### DATA SHOWN

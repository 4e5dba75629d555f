mod admin;
pub mod auth;
pub mod error;
mod orders;
mod validation;

use axum::{
    http::{header, HeaderValue, Method},
    routing::{delete, get, post, put},
    Router,
};
use std::sync::Arc;
use tower_http::{cors::CorsLayer, trace::TraceLayer};

use crate::AppState;

pub fn create_router(state: Arc<AppState>) -> Router {
    let auth_routes = Router::new()
        .route("/register", post(auth::register))
        .route("/login", post(auth::login))
        .route("/reset-password", post(auth::reset_password))
        .route(
            "/reset-password/confirm",
            post(auth::confirm_reset_password),
        );

    let order_routes = Router::new()
        .route("/crear-pedidos", post(orders::create_orders))
        .route("/procesar-sap", post(orders::process_erp))
        .route(
            "/listar-pedidos/:usuario_id",
            get(orders::list_orders_for_user),
        )
        .route("/ver-detalle/:id", get(orders::order_detail))
        .route("/actualizar-cantidades/:id", put(orders::update_quantities))
        .route("/eliminar/:id", delete(orders::delete_order));

    let admin_routes = Router::new()
        .route("/users", get(admin::list_users))
        .route("/users/:user_id", delete(admin::delete_user))
        .route("/clientes", get(admin::list_all_clients))
        .route(
            "/users/:user_id/clientes",
            post(admin::associate_clients).get(admin::list_clients_for_user),
        )
        .route("/users/:user_id/historial", get(admin::user_history))
        .route(
            "/users/:user_id/sugerencias-grupo",
            get(admin::group_suggestions),
        );

    // Only the SPA origin may call the API with credentials.
    let cors = CorsLayer::new()
        .allow_origin(
            state
                .config
                .cors
                .frontend_origin
                .parse::<HeaderValue>()
                .expect("Invalid frontend origin"),
        )
        .allow_methods([Method::GET, Method::POST, Method::PUT, Method::DELETE])
        .allow_headers([header::CONTENT_TYPE, header::AUTHORIZATION])
        .allow_credentials(true);

    Router::new()
        .route("/health", get(health_check))
        .nest("/auth", auth_routes)
        .nest("/pedidos", order_routes)
        .nest("/admin", admin_routes)
        .layer(cors)
        .layer(TraceLayer::new_for_http())
        .with_state(state)
}

async fn health_check() -> &'static str {
    "OK"
}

### EXERCISE GOAL
From the listing above, return each line with the word "users".

### YOUR RESPONSE
        .route("/users", get(admin::list_users))
        .route("/users/:user_id", delete(admin::delete_user))
            "/users/:user_id/clientes",
        .route("/users/:user_id/historial", get(admin::user_history))
            "/users/:user_id/sugerencias-grupo",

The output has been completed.